Four girls. A mum, her two five week old pups and a adopted five week old rex. I love them all dearly <3


----------



## Seiko (Sep 4, 2013)

Two boys, a father and son. I love them to death!


----------



## Minigeko (Sep 18, 2013)

5 boys and two girls

Sent from my SCH-I605


----------



## EJW323 (Jun 18, 2013)

I have two lovely girls!


Sent from Petguide.com Free App


----------



## Xerneas (Aug 6, 2013)

3 pretty ladies!


----------



## Chuck (Jul 15, 2013)

5 ratties, 3 girls and 2 boys. I also have 3 cats and 2 dogs.
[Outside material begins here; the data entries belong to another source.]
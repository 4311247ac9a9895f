//! Git backend, including `git svn` mirrors.

pub mod backend;

pub use backend::GitBackend;
impl Scm for SvnBackend {
    fn kind(&self) -> BackendKind {
        BackendKind::Svn
    }

    fn checkout_root(&self) -> &Path {
        &self.root
    }

    fn changed_files(&self) -> Result<Vec<String>, ScmError> {
        let output = self.run(self.svn().arg("status"))?;
        Ok(sorted_paths(
            parser::parse_status(&output, "ADM").into_iter().map(|e| e.path),
        ))
    }

    fn added_files(&self) -> Result<Vec<String>, ScmError> {
        let output = self.run(self.svn().arg("status"))?;
        Ok(sorted_paths(
            parser::parse_status(&output, "A").into_iter().map(|e| e.path),
        ))
    }

    fn changed_files_for_revision(&self, revision: &Revision) -> Result<Vec<String>, ScmError> {
        let rev = self.revision_arg(revision)?;
        let output = self.run(self.svn().args(["diff", "--summarize", "-c", rev.as_str()]))?;
        let paths = parser::parse_status(&output, "ADM")
            .into_iter()
            .map(|e| e.path)
            .collect();
        Ok(sorted_paths(self.relativize(paths)?))
    }

    #[instrument(skip(self, revision), fields(root = %self.root.display(), rev = %revision))]
    fn contents_at_revision(&self, path: &str, revision: &Revision) -> Result<Vec<u8>, ScmError> {
        let rev = self.revision_arg(revision)?;
        let request = self.svn().args(["cat", "-r", rev.as_str(), path]);
        match self.exec.run(&request) {
            Ok(output) => Ok(output.stdout),
            Err(ExecError::ToolMissing(tool)) => Err(ExecError::ToolMissing(tool).into()),
            // svn does not tell a missing path apart from other lookup
            // failures, so any failure is reported as not found.
            Err(err) => Err(ScmError::NotFound {
                path: path.to_string(),
                revision: rev,
                detail: err.output(),
            }),
        }
    }

    fn diff_for_revision(&self, revision: &Revision) -> Result<String, ScmError> {
        let rev = self.revision_arg(revision)?;
        self.run(self.svn().args(["diff", "-c", rev.as_str()]))
    }

    #[instrument(skip(self, revision), fields(root = %self.root.display(), rev = %revision))]
    fn apply_reverse_diff(&self, revision: &Revision) -> Result<(), ScmError> {
        let rev = self.revision_arg(revision)?;
        let url = self.info()?.url;
        info!(revision = %rev, "reverse-merging revision");
        self.run(self.svn().args([
            "merge".to_string(),
            "--non-interactive".to_string(),
            "-c".to_string(),
            format!("-{}", rev),
            url,
        ]))?;
        Ok(())
    }

    fn create_patch(&self) -> Result<String, ScmError> {
        if let Some(script) = &self.config.svn.create_patch_script {
            let script_path = self.root.join(script);
            if script_path.is_file() {
                debug!(script = %script_path.display(), "creating patch with script");
                let request =
                    ExecRequest::new(script_path.to_string_lossy()).current_dir(&self.root);
                return self.run(request);
            }
            warn!(script = %script_path.display(), "patch script not found, using svn diff");
        }
        self.run(self.svn().arg("diff"))
    }

    #[instrument(skip(self, message), fields(root = %self.root.display()))]
    fn commit_with_message(
        &self,
        message: &str,
        username: Option<&str>,
        dry_run: bool,
    ) -> Result<String, ScmError> {
        if dry_run {
            info!("dry run, skipping svn commit");
            return Ok(DRY_RUN_COMMIT_TEXT.to_string());
        }
        let mut request = self.svn().args(["commit", "--non-interactive", "-m", message]);
        if let Some(user) = username {
            request = request.args(["--username", user]);
        }
        let output = self
            .exec
            .run_text(&request)
            .map_err(|e| self.classifier.classify(e))?;
        info!(revision = ?parser::parse_committed_revision(&output), "svn commit succeeded");
        Ok(output)
    }

    fn revision_from_commit_text(&self, text: &str) -> Option<u64> {
        parser::parse_committed_revision(text)
    }

    fn add(&self, paths: &[&str]) -> Result<(), ScmError> {
        self.run_with_paths(&["add", "--parents"], paths)
    }

    fn delete(&self, paths: &[&str]) -> Result<(), ScmError> {
        // --force also drops files that are added or locally modified.
        self.run_with_paths(&["delete", "--force"], paths)
    }

    fn revert_files(&self, paths: &[&str]) -> Result<(), ScmError> {
        self.run_with_paths(&["revert"], paths)
    }

    fn clean_working_directory(&self) -> Result<(), ScmError> {
        // Reverting an add leaves the file behind as unversioned.
        let added = self.added_files()?;
        self.run(self.svn().args(["revert", "-R", "."]))?;
        for path in added.iter().rev() {
            let full = self.root.join(path);
            if full.is_dir() {
                std::fs::remove_dir_all(&full)?;
            } else if full.exists() {
                std::fs::remove_file(&full)?;
            }
            debug!(path = %path, "removed previously added path");
        }
        Ok(())
    }

    fn last_commit_log(&self) -> Result<String, ScmError> {
        // Newest revision touching the checkout, even when it is mixed-revision.
        self.run(self.svn().args(["log", "--non-interactive", "--limit=1"]))
    }

    fn commit_log(&self, revision: &Revision) -> Result<String, ScmError> {
        let rev = self.revision_arg(revision)?;
        self.run(self.svn().args(["log", "--non-interactive", "-r", rev.as_str()]))
    }

    fn committer_email_for_revision(&self, revision: &Revision) -> Result<String, ScmError> {
        let rev = self.revision_arg(revision)?;
        let xml = self.run(self.svn().args([
            "log",
            "--non-interactive",
            "--xml",
            "--quiet",
            "-r",
            rev.as_str(),
        ]))?;
        parser::parse_svn_log(&xml)?
            .into_iter()
            .next()
            .map(|entry| entry.author)
            .ok_or_else(|| ScmError::Parse(format!("no log entry for revision {}", rev)))
    }

    fn has_authorization_for_realm(&self, home_directory: &Path) -> Result<bool, ScmError> {
        realm_in_credential_store(home_directory, &self.config.svn.server_realm)
    }
}
//! Fuzzy application of text hunks.
//!
//! Each hunk is located by its preimage: exactly at the recorded position
//! (shifted by what earlier hunks moved), else at the nearest exact match
//! anywhere in the file, else with up to `fuzz` context lines dropped from
//! each end. A hunk whose preimage is missing but whose postimage is
//! present is already applied.

use tracing::{debug, warn};

use crate::errors::PatchError;

use super::Hunk;

/// Lines either side of a hunk's expected position searched for its
/// postimage when deciding whether it is already applied.
const ALREADY_APPLIED_WINDOW: usize = 100;

/// Result of applying a list of hunks to one file.
#[derive(Debug, Clone, PartialEq, Eq)]
pub struct TextOutcome {
    pub content: String,
    pub applied: usize,
    pub already_applied: usize,
}

/// Split into lines, keeping each `\n`.
pub fn split_lines(content: &str) -> Vec<String> {
    content.split_inclusive('\n').map(str::to_string).collect()
}

/// Apply `hunks` in order to `content`.
///
/// With `force`, an already-applied hunk is a conflict instead of being
/// skipped.
pub fn apply_hunks(
    path: &str,
    content: &str,
    hunks: &[Hunk],
    fuzz: usize,
    force: bool,
) -> Result<TextOutcome, PatchError> {
    let mut lines = split_lines(content);
    let mut offset: isize = 0;
    let mut applied = 0;
    let mut already_applied = 0;

    for (index, hunk) in hunks.iter().enumerate() {
        let number = index + 1;
        match locate(&lines, hunk, offset, fuzz) {
            Some(found) => {
                if found.fuzz > 0 {
                    debug!(path, hunk = number, fuzz = found.fuzz, at = found.at + 1, "hunk applied with fuzz");
                }
                let pre_len = found.pre_len;
                let post_len = found.post.len();
                lines.splice(found.at..found.at + pre_len, found.post);
                offset = found.at as isize - found.expected_base as isize + post_len as isize
                    - pre_len as isize;
                applied += 1;
            }
            None if is_already_applied(&lines, hunk, offset) => {
                if force {
                    return Err(PatchError::conflict(
                        path,
                        format!("hunk #{} is already applied", number),
                    ));
                }
                warn!(path, hunk = number, "hunk already applied, skipping");
                already_applied += 1;
            }
            None => {
                return Err(PatchError::conflict(
                    path,
                    format!(
                        "hunk #{} (@@ -{},{} +{},{} @@) does not apply",
                        number, hunk.old_start, hunk.old_len, hunk.new_start, hunk.new_len
                    ),
                ));
            }
        }
    }

    Ok(TextOutcome {
        content: lines.concat(),
        applied,
        already_applied,
    })
}

struct Found {
    at: usize,
    /// Position the (possibly trimmed) preimage was expected at, before the
    /// running offset.
    expected_base: usize,
    pre_len: usize,
    post: Vec<String>,
    fuzz: usize,
}

/// Candidate (preimage, postimage, lines dropped at the front, fuzz level)
/// tuples, from the full hunk to the most fuzzed.
fn candidates(hunk: &Hunk, fuzz: usize) -> Vec<(Vec<String>, Vec<String>, usize, usize)> {
    let pre = hunk.preimage();
    let post = hunk.postimage();
    let leading = hunk.leading_context();
    let trailing = hunk.trailing_context();

    let mut out = vec![(pre.clone(), post.clone(), 0, 0)];
    let mut seen = vec![(0, 0)];
    for level in 1..=fuzz {
        let lead = level.min(leading);
        let trail = level.min(trailing);
        // Never trim away the whole preimage.
        if seen.contains(&(lead, trail)) || lead + trail >= pre.len() {
            continue;
        }
        seen.push((lead, trail));
        let trimmed_pre = pre[lead..pre.len() - trail].to_vec();
        let trimmed_post = post[lead..post.len() - trail].to_vec();
        out.push((trimmed_pre, trimmed_post, lead, level));
    }
    out
}

fn locate(lines: &[String], hunk: &Hunk, offset: isize, fuzz: usize) -> Option<Found> {
    for (pre, post, lead, level) in candidates(hunk, fuzz) {
        let expected_base = hunk.anchor() + lead;
        let expected = shifted(expected_base, offset, lines.len());
        if pre.is_empty() {
            // Pure insertion without context.
            return Some(Found {
                at: expected,
                expected_base,
                pre_len: 0,
                post,
                fuzz: level,
            });
        }
        if let Some(at) = nearest_match(lines, &pre, expected, usize::MAX) {
            return Some(Found {
                at,
                expected_base,
                pre_len: pre.len(),
                post,
                fuzz: level,
            });
        }
    }
    None
}

/// The whole postimage, untrimmed, found near where the hunk belongs.
fn is_already_applied(lines: &[String], hunk: &Hunk, offset: isize) -> bool {
    let post = hunk.postimage();
    !post.is_empty()
        && nearest_match(
            lines,
            &post,
            shifted(hunk.anchor(), offset, lines.len()),
            ALREADY_APPLIED_WINDOW,
        )
        .is_some()
}

fn shifted(base: usize, offset: isize, len: usize) -> usize {
    let pos = base as isize + offset;
    pos.clamp(0, len as isize) as usize
}

/// Start index of the occurrence of `needle` closest to `expected`, at most
/// `max_distance` lines away.
fn nearest_match(
    lines: &[String],
    needle: &[String],
    expected: usize,
    max_distance: usize,
) -> Option<usize> {
    if needle.len() > lines.len() {
        return None;
    }
    let last = lines.len() - needle.len();
    let expected = expected.min(last);
    let matches_at = |at: usize| lines[at..at + needle.len()] == *needle;
    for distance in 0..=last.min(max_distance) {
        let after = expected + distance;
        if after <= last && matches_at(after) {
            return Some(after);
        }
        if distance > 0 && distance <= expected && matches_at(expected - distance) {
            return Some(expected - distance);
        }
        if after > last && distance > expected {
            break;
        }
    }
    None
}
It's a full house.


Sent from Petguide.com Free App


----------



## JLSaufl (Jan 20, 2013)

Three rats, two black hooded litter mates; Linus and London and one high white; Leon, who is a feeder bin rescue. All three are boys. 

We also have a male mixed breed dog, Sami, who is 12, and a female mini schnauzer, Julie who just turned 5.


----------



## JBird (May 23, 2013)

@JLSaufi: Your Schnauz is SO cute!! So is your HW Leon! <3 

I have four rats! Two young (3.5 mo) boys and two adult girls. I also have a big ol' Standard Poodle (my little love bug & heart dog, Desmond), and a baby female ball python, Monster.  A lot of folks think I'm crazy too, but they don't understand that rats just come in multiples. And hey, animal keeping is also a great hobby for me. Some people like sports, woodwork, or interior decor, I like taking care of critters.  And now y'all are gonna have to deal with pics of my babies... hehehehe I love showing them off!!! 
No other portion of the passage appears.